Mais aucune réserve sur l’œuvre. Seulement sur le culte, la légende dorée.
Les écrivains de la génération « post-moderne » (cf La Revue de Littérature Générale) regardaient l’œuvre de G. de loin, voire en coin : scepticisme. Congé à ce type d’écriture (héroïsme de la forme) et de posture infatuée (héroïsme de l’expérience).
Quant aux lyriques de chic et aux formalistes à contraintes, ces énormités magnifiques les laissent ahuris ou pantelants d’effroi.
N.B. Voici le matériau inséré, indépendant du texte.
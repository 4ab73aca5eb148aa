pub mod event;
pub mod reservation;
pub mod user;

pub use event::{Event, EventSummary, NewEvent};
pub use reservation::{NewReservation, Reservation, ReservationUpdate};
pub use user::User;
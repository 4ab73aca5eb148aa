use chrono::{DateTime, Utc};
use rust_decimal::Decimal;
use serde::{Deserialize, Serialize};
use sqlx::FromRow;
use uuid::Uuid;

use crate::utils::error::AppError;

/// Prices are stored as `NUMERIC(10, 2)`.
const PRICE_SCALE: u32 = 2;
const PRICE_LIMIT: i64 = 100_000_000;

#[derive(Debug, Clone, PartialEq, Serialize, Deserialize, FromRow)]
pub struct Event {
    pub id: Uuid,
    pub organizer_id: Uuid,
    pub name: String,
    pub description: String,
    pub location: String,
    pub start_time: DateTime<Utc>,
    pub end_time: DateTime<Utc>,
    pub price: Decimal,
    pub total_tickets: Option<i32>,
    pub available_tickets: Option<i32>,
    pub created_at: DateTime<Utc>,
    pub updated_at: DateTime<Utc>,
}

/// Trimmed view used by the event listing.
#[derive(Debug, Clone, Serialize)]
pub struct EventSummary {
    pub id: Uuid,
    pub name: String,
    pub start_time: DateTime<Utc>,
    pub end_time: DateTime<Utc>,
    pub location: String,
    pub price: Decimal,
    pub available_tickets: Option<i32>,
}

impl From<Event> for EventSummary {
    fn from(event: Event) -> Self {
        Self {
            id: event.id,
            name: event.name,
            start_time: event.start_time,
            end_time: event.end_time,
            location: event.location,
            price: event.price,
            available_tickets: event.available_tickets,
        }
    }
}

#[derive(Debug, Clone, Deserialize)]
pub struct NewEvent {
    pub name: String,
    #[serde(default)]
    pub description: String,
    pub location: String,
    pub start_time: DateTime<Utc>,
    pub end_time: DateTime<Utc>,
    #[serde(default)]
    pub price: Decimal,
    #[serde(default)]
    pub total_tickets: Option<i32>,
}

impl NewEvent {
    /// Validates the payload and builds the event with its ledger opened at full capacity.
    pub fn into_event(self, organizer_id: Uuid) -> Result<Event, AppError> {
        if self.name.trim().is_empty() {
            return Err(AppError::ValidationError("Event name is required".to_string()));
        }
        if self.location.trim().is_empty() {
            return Err(AppError::ValidationError(
                "Event location is required".to_string(),
            ));
        }
        if self.end_time < self.start_time {
            return Err(AppError::ValidationError(
                "Event end_time must not precede start_time".to_string(),
            ));
        }
        if self.price.is_sign_negative() {
            return Err(AppError::ValidationError(
                "Event price must not be negative".to_string(),
            ));
        }
        let price_fits = self.price.normalize().scale() <= PRICE_SCALE
            && self.price < Decimal::from(PRICE_LIMIT);
        if !price_fits {
            return Err(AppError::ValidationError(format!(
                "Event price must be below {} with at most {} decimal places",
                PRICE_LIMIT, PRICE_SCALE
            )));
        }
        if matches!(self.total_tickets, Some(total) if total < 0) {
            return Err(AppError::ValidationError(
                "total_tickets must not be negative".to_string(),
            ));
        }

        let now = Utc::now();
        Ok(Event {
            id: Uuid::new_v4(),
            organizer_id,
            name: self.name.trim().to_string(),
            description: self.description,
            location: self.location.trim().to_string(),
            start_time: self.start_time,
            end_time: self.end_time,
            price: self.price,
            total_tickets: self.total_tickets,
            available_tickets: self.total_tickets,
            created_at: now,
            updated_at: now,
        })
    }
}

#[cfg(test)]
mod tests {
    use super::*;
    use chrono::Duration;

    fn concert(total_tickets: Option<i32>) -> NewEvent {
        let start_time = Utc::now() + Duration::days(1);
        NewEvent {
            name: "Concert".to_string(),
            description: "Live show".to_string(),
            location: "Florence".to_string(),
            start_time,
            end_time: start_time + Duration::hours(3),
            price: Decimal::new(3000, 2),
            total_tickets,
        }
    }

    #[test]
    fn test_new_event_opens_ledger_at_capacity() {
        let organizer = Uuid::new_v4();
        let event = concert(Some(100)).into_event(organizer).unwrap();

        assert_eq!(event.organizer_id, organizer);
        assert_eq!(event.total_tickets, Some(100));
        assert_eq!(event.available_tickets, Some(100));
    }

    #[test]
    fn test_new_event_without_capacity() {
        let event = concert(None).into_event(Uuid::new_v4()).unwrap();
        assert_eq!(event.available_tickets, None);
    }

    #[test]
    fn test_new_event_rejects_inverted_times() {
        let mut payload = concert(Some(10));
        payload.end_time = payload.start_time - Duration::hours(1);

        let err = payload.into_event(Uuid::new_v4()).unwrap_err();
        assert!(matches!(err, AppError::ValidationError(_)));
    }

    #[test]
    fn test_new_event_rejects_negative_capacity() {
        let err = concert(Some(-1)).into_event(Uuid::new_v4()).unwrap_err();
        assert!(matches!(err, AppError::ValidationError(_)));
    }

    #[test]
    fn test_new_event_rejects_unstorable_price() {
        let mut payload = concert(Some(10));
        payload.price = Decimal::MAX;
        let err = payload.into_event(Uuid::new_v4()).unwrap_err();
        assert!(matches!(err, AppError::ValidationError(_)));

        let mut payload = concert(Some(10));
        payload.price = Decimal::new(1999, 3);
        assert!(payload.into_event(Uuid::new_v4()).is_err());

        let mut payload = concert(Some(10));
        payload.price = Decimal::new(9_999_999_999, 2);
        assert!(payload.into_event(Uuid::new_v4()).is_ok());
    }
}
//! Stimulus schedules: what the driver sends on each cycle.
//!
//! A schedule is a list of edges `(cycle, field, value)`. A field holds the
//! value of its most recent edge until the next one, like a testbench signal.

use crate::bridge::protocol::{CLOCK_FIELD, ENABLE_FIELD, ON_FIELD, RESET_FIELD};
use crate::bridge::{Scalar, StateFrame};

#[derive(Debug, Clone, PartialEq, Eq)]
pub struct Edge {
    pub cycle: u64,
    pub field: String,
    pub value: Scalar,
}

#[derive(Debug, Clone, Default, PartialEq, Eq)]
pub struct Stimulus {
    /// Sorted by cycle; edges on the same cycle keep insertion order.
    edges: Vec<Edge>,
}

impl Stimulus {
    pub fn new() -> Self {
        Self::default()
    }

    /// The counter testbench: reset pulse over cycles 4..8, enable over
    /// 12..50, power off at 52.
    pub fn reference() -> Self {
        Self::new()
            .edge(0, RESET_FIELD, false)
            .edge(0, ENABLE_FIELD, false)
            .edge(0, ON_FIELD, true)
            .edge(4, RESET_FIELD, true)
            .edge(8, RESET_FIELD, false)
            .edge(12, ENABLE_FIELD, true)
            .edge(50, ENABLE_FIELD, false)
            .edge(52, ON_FIELD, false)
    }

    pub fn edge(mut self, cycle: u64, field: impl Into<String>, value: impl Into<Scalar>) -> Self {
        let at = self.edges.partition_point(|e| e.cycle <= cycle);
        self.edges.insert(
            at,
            Edge {
                cycle,
                field: field.into(),
                value: value.into(),
            },
        );
        self
    }

    pub fn edges(&self) -> &[Edge] {
        &self.edges
    }

    /// Outbound frame for `cycle`: `clock` plus every field driven so far.
    pub fn frame_at(&self, cycle: u64) -> StateFrame {
        let clock = i64::try_from(cycle).unwrap_or(i64::MAX);
        let mut frame = StateFrame::new().with(CLOCK_FIELD, clock);
        for edge in self.edges.iter().take_while(|e| e.cycle <= cycle) {
            frame.insert(edge.field.clone(), edge.value.clone());
        }
        frame
    }

    /// First cycle whose frame tells workers to power off.
    pub fn power_off_cycle(&self) -> Option<u64> {
        self.edges
            .iter()
            .find(|e| e.field == ON_FIELD && e.value == Scalar::Bool(false))
            .map(|e| e.cycle)
    }

    /// Frames for cycles `0..cycles`.
    pub fn frames(&self, cycles: u64) -> impl Iterator<Item = StateFrame> + '_ {
        (0..cycles).map(|cycle| self.frame_at(cycle))
    }
}
pub struct OrchestratorConfig {
    pub num_workers: usize,
    pub launch: LaunchTemplate,
    pub port: u16,
    /// Listen backlog is `backlog_factor * num_workers`.
    pub backlog_factor: u32,
    /// `None` waits for workers indefinitely.
    pub handshake_timeout: Option<Duration>,
    /// `None` waits for every reply indefinitely.
    pub tick_timeout: Option<Duration>,
    /// Time a worker gets to exit after SIGTERM before it is killed.
    pub reap_grace: Duration,
    pub spawner: Arc<dyn WorkerSpawner>,
}

impl OrchestratorConfig {
    pub fn new(num_workers: usize, launch: LaunchTemplate) -> Self {
        Self {
            num_workers,
            launch,
            port: DEFAULT_PORT,
            backlog_factor: DEFAULT_BACKLOG_FACTOR,
            handshake_timeout: None,
            tick_timeout: None,
            reap_grace: DEFAULT_REAP_GRACE,
            spawner: Arc::new(CommandSpawner),
        }
    }

    pub fn with_port(mut self, port: u16) -> Self {
        self.port = port;
        self
    }

    pub fn with_backlog_factor(mut self, factor: u32) -> Self {
        self.backlog_factor = factor;
        self
    }

    pub fn with_handshake_timeout(mut self, timeout: Duration) -> Self {
        self.handshake_timeout = Some(timeout);
        self
    }

    pub fn with_tick_timeout(mut self, timeout: Duration) -> Self {
        self.tick_timeout = Some(timeout);
        self
    }

    pub fn with_reap_grace(mut self, grace: Duration) -> Self {
        self.reap_grace = grace;
        self
    }

    pub fn with_spawner(mut self, spawner: Arc<dyn WorkerSpawner>) -> Self {
        self.spawner = spawner;
        self
    }

    pub fn backlog(&self) -> u32 {
        let workers = u32::try_from(self.num_workers).unwrap_or(u32::MAX);
        self.backlog_factor.saturating_mul(workers).max(1)
    }
}

#[derive(Debug, thiserror::Error)]
pub enum OrchestratorError {
    #[error("failed to spawn workers: {0}")]
    Spawn(#[from] SpawnError),
    #[error(transparent)]
    Listener(#[from] ListenerError),
    #[error("workers not ready (orchestrator is {state:?})")]
    NotReady { state: OrchestratorState },
    #[error("cannot {action} while orchestrator is {state:?}")]
    InvalidState {
        action: &'static str,
        state: OrchestratorState,
    },
    #[error("handshake timed out with {bound} of {expected} workers bound")]
    HandshakeTimeout { bound: usize, expected: usize },
    #[error("interrupted by shutdown signal")]
    Interrupted,
}

/// Why a slot has no inbound frame for a tick.
#[derive(Debug, Clone, PartialEq, Eq)]
pub enum SlotFailure {
    /// Peer closed the connection.
    Disconnected,
    /// Peer sent bytes that do not decode as a frame; the slot is dropped.
    Malformed(String),
    /// The outbound frame could not be written; the slot is dropped.
    WriteFailed(String),
    /// Slot was already unbound when the tick started.
    Unbound,
    /// No reply within the tick timeout. The slot stays bound and its late
    /// reply is discarded when it arrives.
    TimedOut,
}

/// Outcome of one tick: a frame per responding slot, a failure per other slot.
#[derive(Debug, Clone, PartialEq, Eq)]
pub struct TickResult {
    pub cycle: u64,
    pub frames: BTreeMap<usize, StateFrame>,
    pub failures: BTreeMap<usize, SlotFailure>,
}

impl TickResult {
    fn new(cycle: u64) -> Self {
        Self {
            cycle,
            frames: BTreeMap::new(),
            failures: BTreeMap::new(),
        }
    }

    pub fn is_complete(&self) -> bool {
        self.failures.is_empty()
    }

    pub fn is_partial(&self) -> bool {
        !self.failures.is_empty()
    }

    pub fn frame(&self, index: usize) -> Option<&StateFrame> {
        self.frames.get(&index)
    }
}

/// What one turn of the event loop did.
#[derive(Debug)]
pub enum LoopEvent {
    Accepted { conn: ConnId, peer_port: u16 },
    /// Connection arrived after READY and was closed.
    Refused { conn: ConnId },
    AcceptFailed(ListenerError),
    Bound { index: usize, pid: u32, conn: ConnId },
    HandshakeRejected { conn: ConnId, error: HandshakeError },
    WorkerDisconnected { index: usize, reason: SlotFailure },
    /// Frame from a bound worker outside of a tick; dropped.
    StrayFrame { index: usize },
}

pub struct Orchestrator {
    config: OrchestratorConfig,
    state: OrchestratorState,
    registry: ConnectionRegistry,
    listener: HandshakeListener,
    mux: EventMultiplexer,
    handles: Vec<ProcessHandle>,
    connections: HashMap<ConnId, Connection>,
    /// Accepted connections whose handshake has not been read yet.
    pending: HashSet<ConnId>,
    cycles: u64,
    /// Per slot: replies still due for ticks that timed out.
    owed: Vec<u32>,
}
Préfèrent donc n’en rien savoir.
Plus récemment : mise en cause de la notion de « grand écrivain » ; appel à un front poétarien uni : à bas les « grandes irrégularités » aristocratiques ! démocratisons les pratiques d’écriture !
L’œuvre de G. est alors une cible (bien que la plupart du temps on ne la constitue comme cible qu’en l’ignorant obstinément).
On peut trouver ça de peu d’intérêt intellectuel et artistiquement faible. Donc ne pas s’en soucier. Et célébrer G. comme si de rien n’était, comme si rien n’avait eu lieu depuis.
Mais alors on confine l’œuvre, mythifiée, dans son propre temps (celui des dernières avant-gardes). C’est-à-dire qu’au bout du compte l’infini du commentaire la dispose hors temps (comme a coutume de le faire l’Université).
Mon texte n’avait d’autre but que de demander à ceux, beaucoup plus jeunes que moi, qui liraient aujourd’hui les écrits de G. quel usage ils en ont, quel effet ça leur fait (ce que ça fait, ibi et nunc, à leurs propres pratiques).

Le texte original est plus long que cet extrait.